The response must contain every line below in which "struct" appears.

Source material —
»»

use chrono::{DateTime, Utc};
use serde::{Deserialize, Serialize};
use std::fmt;

/// Identifier of a hypervisor in the fleet.
#[derive(Debug, Clone, PartialEq, Eq, PartialOrd, Ord, Hash, Serialize, Deserialize)]
#[serde(transparent)]
pub struct HostId(String);

/// Identifier of a guest (libvirt domain name). Stable across migration.
#[derive(Debug, Clone, PartialEq, Eq, PartialOrd, Ord, Hash, Serialize, Deserialize)]
#[serde(transparent)]
pub struct GuestId(String);

macro_rules! string_id {
    ($ty:ident) => {
        impl $ty {
            pub fn new(id: impl Into<String>) -> Self {
                Self(id.into())
            }

            pub fn as_str(&self) -> &str {
                &self.0
            }
        }

        impl fmt::Display for $ty {
            fn fmt(&self, f: &mut fmt::Formatter<'_>) -> fmt::Result {
                f.write_str(&self.0)
            }
        }

        impl From<&str> for $ty {
            fn from(id: &str) -> Self {
                Self(id.to_string())
            }
        }

        impl From<String> for $ty {
            fn from(id: String) -> Self {
                Self(id)
            }
        }
    };
}

string_id!(HostId);
string_id!(GuestId);

#[derive(Debug, Clone, Copy, PartialEq, Eq, Serialize, Deserialize)]
pub enum GuestState {
    Running,
    Paused,
    Shutdown,
    Crashed,
    Other,
}

impl GuestState {
    pub fn from_virsh(state: &str) -> Self {
        match state.trim() {
            "running" => GuestState::Running,
            "paused" => GuestState::Paused,
            "shut off" | "shutdown" => GuestState::Shutdown,
            "crashed" => GuestState::Crashed,
            _ => GuestState::Other,
        }
    }
}

/// Resource usage of one guest, as seen by its current host.
#[derive(Debug, Clone, PartialEq, Serialize, Deserialize)]
pub struct GuestStats {
    pub guest_id: GuestId,
    pub host_id: HostId,
    pub state: GuestState,
    pub max_memory_bytes: u64,
    pub used_memory_bytes: u64,
    pub vcpus: u32,
    pub cpu_time_ns: u64,
    pub sampled_at: DateTime<Utc>,
}

/// Aggregate pressure on one host.
#[derive(Debug, Clone, PartialEq, Serialize, Deserialize)]
pub struct HostLoad {
    pub host_id: HostId,
    pub cpu_percent: f64,
    pub mem_percent: f64,
    pub memory_total_bytes: u64,
    pub sampled_at: DateTime<Utc>,
}

impl HostLoad {
    /// Share of this host's memory `bytes` would occupy, in percent.
    pub fn memory_share_percent(&self, bytes: u64) -> f64 {
        if self.memory_total_bytes == 0 {
            return f64::INFINITY;
        }
        bytes as f64 * 100.0 / self.memory_total_bytes as f64
    }

    pub fn combined_score(&self) -> f64 {
        self.cpu_percent + self.mem_percent
    }

    pub fn is_fresh(&self, now: DateTime<Utc>, staleness: chrono::Duration) -> bool {
        now.signed_duration_since(self.sampled_at) <= staleness
    }
}

/// One successful monitoring pass over a host.
#[derive(Debug, Clone)]
pub struct HostSample {
    pub load: HostLoad,
    pub guests: Vec<GuestStats>,
}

««

Response area —
pub struct HostId(String);
pub struct GuestId(String);
pub struct GuestStats {
pub struct HostLoad {
pub struct HostSample {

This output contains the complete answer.